▶ **Material for this exercise**

*** Block opens ***

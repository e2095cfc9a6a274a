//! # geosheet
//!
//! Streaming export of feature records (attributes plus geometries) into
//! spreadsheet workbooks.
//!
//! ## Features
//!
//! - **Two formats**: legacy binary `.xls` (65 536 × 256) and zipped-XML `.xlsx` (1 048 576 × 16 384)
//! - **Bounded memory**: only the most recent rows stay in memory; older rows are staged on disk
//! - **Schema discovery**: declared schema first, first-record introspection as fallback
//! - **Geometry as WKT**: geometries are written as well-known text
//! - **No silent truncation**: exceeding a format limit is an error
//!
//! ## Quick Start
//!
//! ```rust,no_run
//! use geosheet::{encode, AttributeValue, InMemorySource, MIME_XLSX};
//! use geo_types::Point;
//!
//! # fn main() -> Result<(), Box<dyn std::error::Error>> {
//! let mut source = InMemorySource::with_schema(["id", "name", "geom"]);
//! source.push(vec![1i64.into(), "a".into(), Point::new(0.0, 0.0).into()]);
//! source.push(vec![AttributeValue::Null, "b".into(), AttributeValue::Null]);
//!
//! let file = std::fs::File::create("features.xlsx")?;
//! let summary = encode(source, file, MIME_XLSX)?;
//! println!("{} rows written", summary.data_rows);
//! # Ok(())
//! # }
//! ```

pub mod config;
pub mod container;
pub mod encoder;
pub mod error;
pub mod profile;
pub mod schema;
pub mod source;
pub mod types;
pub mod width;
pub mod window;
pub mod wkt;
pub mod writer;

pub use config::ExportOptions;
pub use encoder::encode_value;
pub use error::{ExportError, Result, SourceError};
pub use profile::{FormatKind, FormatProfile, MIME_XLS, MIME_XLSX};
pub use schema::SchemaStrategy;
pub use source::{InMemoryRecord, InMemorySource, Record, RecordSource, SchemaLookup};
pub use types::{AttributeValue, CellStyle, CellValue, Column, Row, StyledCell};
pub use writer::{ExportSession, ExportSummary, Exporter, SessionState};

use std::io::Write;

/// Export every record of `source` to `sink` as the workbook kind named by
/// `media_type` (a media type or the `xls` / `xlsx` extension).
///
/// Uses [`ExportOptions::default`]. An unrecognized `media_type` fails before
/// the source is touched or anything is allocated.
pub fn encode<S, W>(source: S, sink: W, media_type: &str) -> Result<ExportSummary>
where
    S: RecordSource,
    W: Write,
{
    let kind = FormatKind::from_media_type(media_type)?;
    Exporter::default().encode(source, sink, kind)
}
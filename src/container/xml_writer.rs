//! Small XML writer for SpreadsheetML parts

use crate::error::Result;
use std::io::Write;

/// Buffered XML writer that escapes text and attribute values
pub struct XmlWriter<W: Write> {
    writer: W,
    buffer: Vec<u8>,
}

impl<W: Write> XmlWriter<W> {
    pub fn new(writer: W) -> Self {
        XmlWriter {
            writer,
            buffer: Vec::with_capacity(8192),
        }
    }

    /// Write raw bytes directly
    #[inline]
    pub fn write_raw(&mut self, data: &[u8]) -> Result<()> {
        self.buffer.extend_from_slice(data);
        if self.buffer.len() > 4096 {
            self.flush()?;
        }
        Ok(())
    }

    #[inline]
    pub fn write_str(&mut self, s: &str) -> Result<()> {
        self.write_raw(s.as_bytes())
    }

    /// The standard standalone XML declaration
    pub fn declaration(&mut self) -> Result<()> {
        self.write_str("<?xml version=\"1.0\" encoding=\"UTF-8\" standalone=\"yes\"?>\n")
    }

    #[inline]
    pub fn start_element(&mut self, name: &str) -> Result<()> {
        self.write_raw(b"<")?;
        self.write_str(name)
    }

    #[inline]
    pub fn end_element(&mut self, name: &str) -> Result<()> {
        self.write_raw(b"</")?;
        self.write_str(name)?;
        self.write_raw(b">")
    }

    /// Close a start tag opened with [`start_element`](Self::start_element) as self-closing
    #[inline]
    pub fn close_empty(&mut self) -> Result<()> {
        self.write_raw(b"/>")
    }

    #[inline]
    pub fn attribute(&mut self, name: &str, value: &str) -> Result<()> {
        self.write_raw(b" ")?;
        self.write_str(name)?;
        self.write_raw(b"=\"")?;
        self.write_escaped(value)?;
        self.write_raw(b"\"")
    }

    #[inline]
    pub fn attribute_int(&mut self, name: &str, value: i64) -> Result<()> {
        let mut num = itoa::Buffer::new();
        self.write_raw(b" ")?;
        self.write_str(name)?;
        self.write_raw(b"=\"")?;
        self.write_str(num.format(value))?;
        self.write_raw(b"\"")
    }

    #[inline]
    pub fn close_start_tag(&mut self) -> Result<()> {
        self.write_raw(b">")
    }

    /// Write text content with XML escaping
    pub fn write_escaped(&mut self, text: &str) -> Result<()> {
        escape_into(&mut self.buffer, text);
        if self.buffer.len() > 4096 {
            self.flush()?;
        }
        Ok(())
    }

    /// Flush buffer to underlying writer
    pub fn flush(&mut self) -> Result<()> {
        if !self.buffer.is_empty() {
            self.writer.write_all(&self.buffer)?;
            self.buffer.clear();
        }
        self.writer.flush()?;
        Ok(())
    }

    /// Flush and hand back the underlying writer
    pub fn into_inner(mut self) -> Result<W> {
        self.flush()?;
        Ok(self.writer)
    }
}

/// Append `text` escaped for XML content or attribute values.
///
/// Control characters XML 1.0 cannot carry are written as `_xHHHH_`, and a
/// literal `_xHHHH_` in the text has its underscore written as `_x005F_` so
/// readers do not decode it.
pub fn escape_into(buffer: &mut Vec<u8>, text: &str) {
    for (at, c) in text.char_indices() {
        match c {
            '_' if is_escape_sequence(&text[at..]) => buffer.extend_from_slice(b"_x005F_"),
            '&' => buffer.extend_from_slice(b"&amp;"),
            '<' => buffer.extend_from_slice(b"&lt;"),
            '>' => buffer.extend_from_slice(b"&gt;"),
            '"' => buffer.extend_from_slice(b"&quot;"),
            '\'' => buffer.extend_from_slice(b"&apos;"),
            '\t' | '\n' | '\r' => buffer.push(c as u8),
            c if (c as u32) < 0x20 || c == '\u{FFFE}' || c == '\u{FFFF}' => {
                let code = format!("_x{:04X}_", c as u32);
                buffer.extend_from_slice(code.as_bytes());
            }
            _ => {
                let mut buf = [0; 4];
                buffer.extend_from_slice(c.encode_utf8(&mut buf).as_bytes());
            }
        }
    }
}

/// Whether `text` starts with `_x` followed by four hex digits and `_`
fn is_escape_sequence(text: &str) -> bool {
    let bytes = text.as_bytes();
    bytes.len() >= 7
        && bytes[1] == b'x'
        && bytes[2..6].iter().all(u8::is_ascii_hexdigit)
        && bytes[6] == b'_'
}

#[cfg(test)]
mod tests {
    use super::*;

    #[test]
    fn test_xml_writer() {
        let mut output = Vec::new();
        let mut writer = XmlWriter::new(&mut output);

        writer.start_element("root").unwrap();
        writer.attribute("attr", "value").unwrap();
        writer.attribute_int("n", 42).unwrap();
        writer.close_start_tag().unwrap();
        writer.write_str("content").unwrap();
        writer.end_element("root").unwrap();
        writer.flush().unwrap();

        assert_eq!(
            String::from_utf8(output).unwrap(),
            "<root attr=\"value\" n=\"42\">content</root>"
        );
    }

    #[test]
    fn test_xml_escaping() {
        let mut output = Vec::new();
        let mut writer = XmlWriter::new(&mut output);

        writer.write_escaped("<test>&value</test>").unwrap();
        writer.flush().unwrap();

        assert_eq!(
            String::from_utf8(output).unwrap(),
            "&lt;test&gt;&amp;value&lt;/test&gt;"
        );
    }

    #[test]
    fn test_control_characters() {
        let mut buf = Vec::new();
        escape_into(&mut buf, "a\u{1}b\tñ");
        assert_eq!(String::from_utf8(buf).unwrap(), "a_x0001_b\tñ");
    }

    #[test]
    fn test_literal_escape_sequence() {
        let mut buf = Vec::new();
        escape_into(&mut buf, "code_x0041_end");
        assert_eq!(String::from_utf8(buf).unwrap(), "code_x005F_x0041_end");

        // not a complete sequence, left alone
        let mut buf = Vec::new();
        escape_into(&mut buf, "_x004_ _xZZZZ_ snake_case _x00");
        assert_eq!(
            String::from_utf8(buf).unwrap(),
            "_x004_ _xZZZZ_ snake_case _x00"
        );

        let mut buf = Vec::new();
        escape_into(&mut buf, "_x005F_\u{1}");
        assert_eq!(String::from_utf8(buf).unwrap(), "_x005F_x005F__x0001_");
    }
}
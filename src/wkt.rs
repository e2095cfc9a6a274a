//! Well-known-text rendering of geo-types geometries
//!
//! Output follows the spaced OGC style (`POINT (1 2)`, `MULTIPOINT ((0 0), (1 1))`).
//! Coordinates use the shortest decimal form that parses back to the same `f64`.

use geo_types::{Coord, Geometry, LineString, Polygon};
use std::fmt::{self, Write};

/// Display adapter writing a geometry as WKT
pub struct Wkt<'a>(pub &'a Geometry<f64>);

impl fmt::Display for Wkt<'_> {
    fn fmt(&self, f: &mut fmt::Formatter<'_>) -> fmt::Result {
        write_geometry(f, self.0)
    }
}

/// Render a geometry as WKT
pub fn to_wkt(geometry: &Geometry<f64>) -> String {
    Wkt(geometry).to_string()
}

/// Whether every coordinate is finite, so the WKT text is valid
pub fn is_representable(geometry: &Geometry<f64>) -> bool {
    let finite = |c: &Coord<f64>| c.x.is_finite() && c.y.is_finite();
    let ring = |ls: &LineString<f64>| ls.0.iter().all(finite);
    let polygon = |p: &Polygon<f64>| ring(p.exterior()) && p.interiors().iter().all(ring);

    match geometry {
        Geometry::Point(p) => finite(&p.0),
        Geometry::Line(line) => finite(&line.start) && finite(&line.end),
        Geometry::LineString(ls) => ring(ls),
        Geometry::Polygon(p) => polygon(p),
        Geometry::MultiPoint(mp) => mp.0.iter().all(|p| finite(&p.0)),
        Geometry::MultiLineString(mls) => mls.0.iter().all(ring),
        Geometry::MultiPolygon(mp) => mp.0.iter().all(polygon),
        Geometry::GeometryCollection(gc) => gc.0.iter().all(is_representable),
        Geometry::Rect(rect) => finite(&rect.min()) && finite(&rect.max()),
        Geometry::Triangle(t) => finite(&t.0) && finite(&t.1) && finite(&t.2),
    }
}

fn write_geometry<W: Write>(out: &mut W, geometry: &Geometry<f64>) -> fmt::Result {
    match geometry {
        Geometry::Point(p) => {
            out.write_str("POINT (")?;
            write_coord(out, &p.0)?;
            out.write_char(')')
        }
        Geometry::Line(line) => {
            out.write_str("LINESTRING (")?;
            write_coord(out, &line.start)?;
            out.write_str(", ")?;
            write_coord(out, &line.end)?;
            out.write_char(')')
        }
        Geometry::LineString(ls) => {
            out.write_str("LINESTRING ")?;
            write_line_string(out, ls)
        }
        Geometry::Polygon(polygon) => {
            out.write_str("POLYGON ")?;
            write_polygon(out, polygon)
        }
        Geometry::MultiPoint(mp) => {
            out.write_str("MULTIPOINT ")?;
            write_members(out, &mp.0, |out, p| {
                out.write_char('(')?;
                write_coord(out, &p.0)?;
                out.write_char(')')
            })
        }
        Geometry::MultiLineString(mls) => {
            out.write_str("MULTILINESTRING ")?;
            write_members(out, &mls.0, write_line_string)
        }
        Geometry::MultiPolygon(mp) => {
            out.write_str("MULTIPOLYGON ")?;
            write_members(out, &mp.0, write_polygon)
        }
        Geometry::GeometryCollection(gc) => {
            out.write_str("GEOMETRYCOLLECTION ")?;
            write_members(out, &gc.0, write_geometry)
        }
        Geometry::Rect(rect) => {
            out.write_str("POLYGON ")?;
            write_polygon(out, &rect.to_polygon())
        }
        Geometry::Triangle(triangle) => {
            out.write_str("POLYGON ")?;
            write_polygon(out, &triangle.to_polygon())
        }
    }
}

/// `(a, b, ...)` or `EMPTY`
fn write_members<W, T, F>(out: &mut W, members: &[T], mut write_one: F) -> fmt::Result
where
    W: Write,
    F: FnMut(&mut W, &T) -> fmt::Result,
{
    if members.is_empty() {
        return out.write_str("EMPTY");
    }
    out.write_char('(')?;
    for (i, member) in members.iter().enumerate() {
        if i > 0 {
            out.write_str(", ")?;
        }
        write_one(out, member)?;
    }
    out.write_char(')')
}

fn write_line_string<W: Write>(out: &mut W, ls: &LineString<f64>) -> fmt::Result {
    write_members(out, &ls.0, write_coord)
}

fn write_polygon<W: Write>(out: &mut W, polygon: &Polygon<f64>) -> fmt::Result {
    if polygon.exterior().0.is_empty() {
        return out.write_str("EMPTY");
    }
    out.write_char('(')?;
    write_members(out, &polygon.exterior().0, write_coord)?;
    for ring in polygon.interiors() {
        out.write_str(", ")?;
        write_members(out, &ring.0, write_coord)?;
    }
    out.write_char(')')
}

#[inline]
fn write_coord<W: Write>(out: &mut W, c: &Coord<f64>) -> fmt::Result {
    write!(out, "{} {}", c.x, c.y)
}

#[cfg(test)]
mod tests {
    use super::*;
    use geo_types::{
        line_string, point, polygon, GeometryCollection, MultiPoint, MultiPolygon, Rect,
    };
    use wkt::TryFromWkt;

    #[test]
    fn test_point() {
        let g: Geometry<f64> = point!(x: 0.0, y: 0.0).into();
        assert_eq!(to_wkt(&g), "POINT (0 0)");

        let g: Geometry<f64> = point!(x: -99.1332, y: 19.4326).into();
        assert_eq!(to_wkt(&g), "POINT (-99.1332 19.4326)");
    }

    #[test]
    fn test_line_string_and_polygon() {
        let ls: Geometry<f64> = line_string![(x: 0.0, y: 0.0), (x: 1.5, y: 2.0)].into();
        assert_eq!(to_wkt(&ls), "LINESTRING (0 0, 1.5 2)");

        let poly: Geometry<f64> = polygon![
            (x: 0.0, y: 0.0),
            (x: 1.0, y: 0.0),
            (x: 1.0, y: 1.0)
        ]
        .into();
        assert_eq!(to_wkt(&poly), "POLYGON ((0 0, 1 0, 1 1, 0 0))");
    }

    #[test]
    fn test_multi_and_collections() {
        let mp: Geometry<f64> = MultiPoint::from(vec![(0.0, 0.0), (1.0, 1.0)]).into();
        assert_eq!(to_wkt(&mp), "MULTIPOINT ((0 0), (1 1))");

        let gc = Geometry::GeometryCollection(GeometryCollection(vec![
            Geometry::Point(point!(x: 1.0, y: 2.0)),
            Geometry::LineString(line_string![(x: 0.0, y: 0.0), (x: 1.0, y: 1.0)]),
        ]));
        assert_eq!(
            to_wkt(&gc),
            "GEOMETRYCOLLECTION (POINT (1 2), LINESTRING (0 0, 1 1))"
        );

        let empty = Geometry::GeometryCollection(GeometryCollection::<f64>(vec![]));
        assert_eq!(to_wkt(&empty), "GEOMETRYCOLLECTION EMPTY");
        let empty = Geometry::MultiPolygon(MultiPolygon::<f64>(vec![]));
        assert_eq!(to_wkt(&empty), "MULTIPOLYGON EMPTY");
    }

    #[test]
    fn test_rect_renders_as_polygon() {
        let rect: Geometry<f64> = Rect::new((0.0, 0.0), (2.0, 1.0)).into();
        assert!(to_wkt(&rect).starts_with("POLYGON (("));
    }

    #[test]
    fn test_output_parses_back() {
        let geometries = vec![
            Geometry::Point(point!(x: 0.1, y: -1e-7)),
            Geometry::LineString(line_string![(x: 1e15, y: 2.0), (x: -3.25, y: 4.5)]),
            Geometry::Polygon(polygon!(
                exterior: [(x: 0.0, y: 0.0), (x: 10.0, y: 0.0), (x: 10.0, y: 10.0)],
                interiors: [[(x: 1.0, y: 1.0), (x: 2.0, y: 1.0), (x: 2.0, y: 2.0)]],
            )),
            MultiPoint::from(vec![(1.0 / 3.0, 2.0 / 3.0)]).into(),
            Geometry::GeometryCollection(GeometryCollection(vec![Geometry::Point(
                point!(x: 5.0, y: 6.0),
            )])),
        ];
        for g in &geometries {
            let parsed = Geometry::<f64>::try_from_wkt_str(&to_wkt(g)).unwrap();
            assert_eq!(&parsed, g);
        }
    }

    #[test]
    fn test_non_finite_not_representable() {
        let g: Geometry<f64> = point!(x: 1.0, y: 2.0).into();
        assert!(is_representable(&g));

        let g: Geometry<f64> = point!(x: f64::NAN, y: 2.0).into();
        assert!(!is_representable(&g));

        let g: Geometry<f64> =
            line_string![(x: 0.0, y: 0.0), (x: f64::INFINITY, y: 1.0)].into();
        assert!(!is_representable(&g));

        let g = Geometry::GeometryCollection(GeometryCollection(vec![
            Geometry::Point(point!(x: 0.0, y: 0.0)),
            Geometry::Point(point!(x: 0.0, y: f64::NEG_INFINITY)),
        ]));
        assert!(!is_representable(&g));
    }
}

*** Block closes ***

▶ **Problem**
Reproduce each line of the entries in which the word "interiors" is found.

▶ **Output**
    let polygon = |p: &Polygon<f64>| ring(p.exterior()) && p.interiors().iter().all(ring);
    for ring in polygon.interiors() {
                interiors: [[(x: 1.0, y: 1.0), (x: 2.0, y: 1.0), (x: 2.0, y: 2.0)]],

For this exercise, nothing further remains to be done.